Fox: Well, the federal government has to be involved, because on one level, you talk about limitations; it's not just a matter of the stem cells being limited, but the restriction on federal funding. If you have an institution, a facility that can do this kind of work and it receives any federal funding at all, you lose that if you do, if you take a cell out of a Petri dish on government property. So you have to have duplication of facilities.

So now our resources are going into scientists having to duplicate federal facilities at enormous expense in order to do the most rudimentary work with stem cells, with embryonic stem cells. You have researchers that can't get funding. And so you have young researchers that are not going into the field. It's the iterations of limitation are endless. So you say: Why can't the private sector get involved? Because they have to duplicate the entire resources of the federal government in order to do it. It's just not practical.


Fox: ...You know, that's the other notion that was put out there, was that I somehow was recruited by the Democratic Party.

Stephanopoulos: Democratic shill, I think was the word.
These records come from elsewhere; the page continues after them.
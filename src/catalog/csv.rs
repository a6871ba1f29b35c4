// ABOUTME: CSV catalog parser using the csv crate with header-based column lookup
// ABOUTME: Skips rows with missing fields or invalid cooking times instead of failing the load
//
// SPDX-License-Identifier: MIT OR Apache-2.0
// Copyright (c) 2026 Pantry Chef Contributors

use serde::Deserialize;
use tracing::warn;

use pantry_core::constants::generation::REQUIRED_FIELDS;
use pantry_core::errors::{AppError, AppResult, ErrorCode};
use pantry_core::models::RecipeRecord;

use super::LoadReport;

/// One CSV row; every column optional so a bad row is skipped, not fatal
#[derive(Debug, Deserialize)]
struct CatalogRow {
    recipe_name: Option<String>,
    ingredients: Option<String>,
    cooking_time: Option<String>,
    meal_type: Option<String>,
    cuisine: Option<String>,
    instructions: Option<String>,
}

impl CatalogRow {
    fn into_record(self) -> Result<RecipeRecord, String> {
        let cooking_time = self
            .cooking_time
            .as_deref()
            .map(str::trim)
            .ok_or("missing cooking_time")?
            .parse::<u32>()
            .map_err(|e| format!("invalid cooking_time: {e}"))?;

        let record = RecipeRecord::new(
            self.recipe_name.unwrap_or_default(),
            self.ingredients.unwrap_or_default(),
            cooking_time,
            self.meal_type.unwrap_or_default(),
            self.cuisine.unwrap_or_default(),
            self.instructions.unwrap_or_default(),
        );
        record.validate().map_err(|e| e.message)?;
        Ok(record)
    }
}

/// Parse CSV text with a `recipe_name,ingredients,cooking_time,meal_type,cuisine,instructions` header
pub(super) fn parse_csv(content: &str) -> AppResult<(Vec<RecipeRecord>, LoadReport)> {
    let mut reader = ::csv::ReaderBuilder::new()
        .has_headers(true)
        .flexible(true)
        .trim(::csv::Trim::All)
        .from_reader(content.as_bytes());

    let headers = reader
        .headers()
        .map_err(|e| AppError::new(ErrorCode::InvalidFormat, format!("Invalid CSV header: {e}")))?
        .clone();
    if let Some(missing) = REQUIRED_FIELDS
        .iter()
        .find(|field| !headers.iter().any(|h| h == **field))
    {
        return Err(AppError::new(
            ErrorCode::InvalidFormat,
            format!("CSV catalog is missing the '{missing}' column"),
        ));
    }

    let mut recipes = Vec::new();
    let mut report = LoadReport::default();

    for (index, row) in reader.deserialize::<CatalogRow>().enumerate() {
        // Header is line 1
        let line = index + 2;
        match row.map_err(|e| e.to_string()).and_then(CatalogRow::into_record) {
            Ok(record) => {
                recipes.push(record);
                report.loaded += 1;
            }
            Err(reason) => {
                warn!(line, reason = %reason, "Skipping catalog row");
                report.skipped += 1;
            }
        }
    }

    Ok((recipes, report))
}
Fox: Democratic shill, yes. I have to look up shill in the dictionary. I think it has something to do with supporting someone whose beliefs you don't believe in for ulterior reason or something.

But, yeah, no, I'm not a shill for the Democratic Party. I approached them. I sat down to find out what candidates are pro-stem cell in races where they're opposed by anti-stem cell candidates. And I had no predisposition toward Democrats or Republicans. It'd be fine with me either way.

In fact, a Republican candidate who's pro-stem cell would be someone I'd really like to talk to. And in fact in the past I've supported, I've done commercials for Arlen Specter, who is a very aggressive pro-stem cell champion. And I know that there are others, you know. There are people like Orrin Hatch and Danforth and others who've thought about it, weighed it really carefully and found that its pro-life possibilities aren't counter to their previous positions. This is a pro-life position, and this is the responsibility of our leadership to take it down this path. It will help Americans.